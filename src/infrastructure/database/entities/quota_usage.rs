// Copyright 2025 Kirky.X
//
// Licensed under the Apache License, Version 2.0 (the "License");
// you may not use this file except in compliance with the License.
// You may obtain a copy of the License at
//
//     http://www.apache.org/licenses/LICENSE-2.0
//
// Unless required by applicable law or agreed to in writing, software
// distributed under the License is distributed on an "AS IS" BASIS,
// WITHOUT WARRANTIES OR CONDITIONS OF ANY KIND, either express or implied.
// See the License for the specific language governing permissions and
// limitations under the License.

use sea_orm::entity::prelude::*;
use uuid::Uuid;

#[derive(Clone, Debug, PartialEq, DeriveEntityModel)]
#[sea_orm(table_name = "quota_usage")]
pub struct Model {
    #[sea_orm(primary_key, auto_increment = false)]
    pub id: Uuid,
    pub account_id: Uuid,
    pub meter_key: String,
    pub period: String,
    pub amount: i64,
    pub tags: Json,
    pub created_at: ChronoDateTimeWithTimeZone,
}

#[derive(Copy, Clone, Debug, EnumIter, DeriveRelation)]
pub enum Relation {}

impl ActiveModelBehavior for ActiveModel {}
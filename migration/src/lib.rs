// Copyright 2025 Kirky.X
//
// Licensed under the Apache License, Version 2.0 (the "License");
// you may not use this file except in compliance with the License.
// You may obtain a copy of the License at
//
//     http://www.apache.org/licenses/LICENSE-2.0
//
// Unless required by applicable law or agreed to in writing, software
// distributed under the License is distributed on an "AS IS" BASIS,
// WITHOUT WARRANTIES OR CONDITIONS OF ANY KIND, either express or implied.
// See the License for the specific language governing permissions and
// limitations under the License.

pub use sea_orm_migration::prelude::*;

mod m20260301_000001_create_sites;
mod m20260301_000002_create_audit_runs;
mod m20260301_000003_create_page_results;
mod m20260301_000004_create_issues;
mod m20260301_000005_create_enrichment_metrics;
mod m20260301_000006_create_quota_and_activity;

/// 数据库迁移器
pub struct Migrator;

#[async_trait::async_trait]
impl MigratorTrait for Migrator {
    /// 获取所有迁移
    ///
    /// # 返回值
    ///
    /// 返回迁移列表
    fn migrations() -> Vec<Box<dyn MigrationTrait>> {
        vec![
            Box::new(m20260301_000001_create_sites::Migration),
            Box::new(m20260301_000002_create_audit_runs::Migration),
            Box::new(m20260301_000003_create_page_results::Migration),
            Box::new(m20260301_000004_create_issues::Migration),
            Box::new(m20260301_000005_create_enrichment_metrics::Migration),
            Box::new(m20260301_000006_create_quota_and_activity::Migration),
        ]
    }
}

--

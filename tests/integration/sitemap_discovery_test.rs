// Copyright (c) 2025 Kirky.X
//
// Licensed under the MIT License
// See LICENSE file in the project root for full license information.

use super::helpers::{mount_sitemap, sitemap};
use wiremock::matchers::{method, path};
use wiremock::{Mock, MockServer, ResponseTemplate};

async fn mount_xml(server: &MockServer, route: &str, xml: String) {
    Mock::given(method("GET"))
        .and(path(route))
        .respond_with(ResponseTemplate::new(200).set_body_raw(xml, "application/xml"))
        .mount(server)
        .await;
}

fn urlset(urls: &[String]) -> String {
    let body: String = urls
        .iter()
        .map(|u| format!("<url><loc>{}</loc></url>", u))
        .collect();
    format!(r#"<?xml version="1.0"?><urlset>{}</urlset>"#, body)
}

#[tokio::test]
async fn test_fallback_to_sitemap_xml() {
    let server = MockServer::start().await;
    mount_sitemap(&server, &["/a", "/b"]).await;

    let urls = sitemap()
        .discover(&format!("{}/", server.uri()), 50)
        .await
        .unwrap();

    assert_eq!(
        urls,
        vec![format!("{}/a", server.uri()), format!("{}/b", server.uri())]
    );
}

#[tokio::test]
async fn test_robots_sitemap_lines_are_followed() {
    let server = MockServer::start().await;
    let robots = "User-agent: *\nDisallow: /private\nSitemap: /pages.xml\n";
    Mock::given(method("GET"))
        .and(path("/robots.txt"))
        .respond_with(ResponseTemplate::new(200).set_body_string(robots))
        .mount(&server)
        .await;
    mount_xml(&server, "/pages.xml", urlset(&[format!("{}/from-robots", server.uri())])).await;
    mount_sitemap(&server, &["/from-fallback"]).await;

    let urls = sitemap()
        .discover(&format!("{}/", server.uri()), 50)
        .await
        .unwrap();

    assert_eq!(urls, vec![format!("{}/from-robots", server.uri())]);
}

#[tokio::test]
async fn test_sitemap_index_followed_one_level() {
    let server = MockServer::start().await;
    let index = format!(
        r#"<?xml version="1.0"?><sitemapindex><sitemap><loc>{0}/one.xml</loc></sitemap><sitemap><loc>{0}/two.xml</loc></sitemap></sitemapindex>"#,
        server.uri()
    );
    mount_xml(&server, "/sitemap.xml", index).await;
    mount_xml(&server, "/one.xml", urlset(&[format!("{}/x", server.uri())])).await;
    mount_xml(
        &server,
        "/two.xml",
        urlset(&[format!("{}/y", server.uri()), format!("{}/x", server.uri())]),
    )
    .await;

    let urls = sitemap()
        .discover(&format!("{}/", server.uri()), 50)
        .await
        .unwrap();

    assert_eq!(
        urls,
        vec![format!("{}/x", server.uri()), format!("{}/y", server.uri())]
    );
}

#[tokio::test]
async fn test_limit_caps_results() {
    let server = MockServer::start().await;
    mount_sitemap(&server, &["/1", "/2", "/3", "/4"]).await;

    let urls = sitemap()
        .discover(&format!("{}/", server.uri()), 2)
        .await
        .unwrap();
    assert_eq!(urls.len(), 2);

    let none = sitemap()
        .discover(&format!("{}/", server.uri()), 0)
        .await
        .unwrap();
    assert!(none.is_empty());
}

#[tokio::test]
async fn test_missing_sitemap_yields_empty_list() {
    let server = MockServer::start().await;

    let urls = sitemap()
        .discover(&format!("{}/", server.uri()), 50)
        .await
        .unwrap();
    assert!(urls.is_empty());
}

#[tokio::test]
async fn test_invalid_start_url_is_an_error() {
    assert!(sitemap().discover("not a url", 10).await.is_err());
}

Exercise directions:
Take every line above where "Debug" appears and copy it.

Solution:
#[derive(Clone, Debug, PartialEq, DeriveEntityModel)]
#[derive(Copy, Clone, Debug, EnumIter, DeriveRelation)]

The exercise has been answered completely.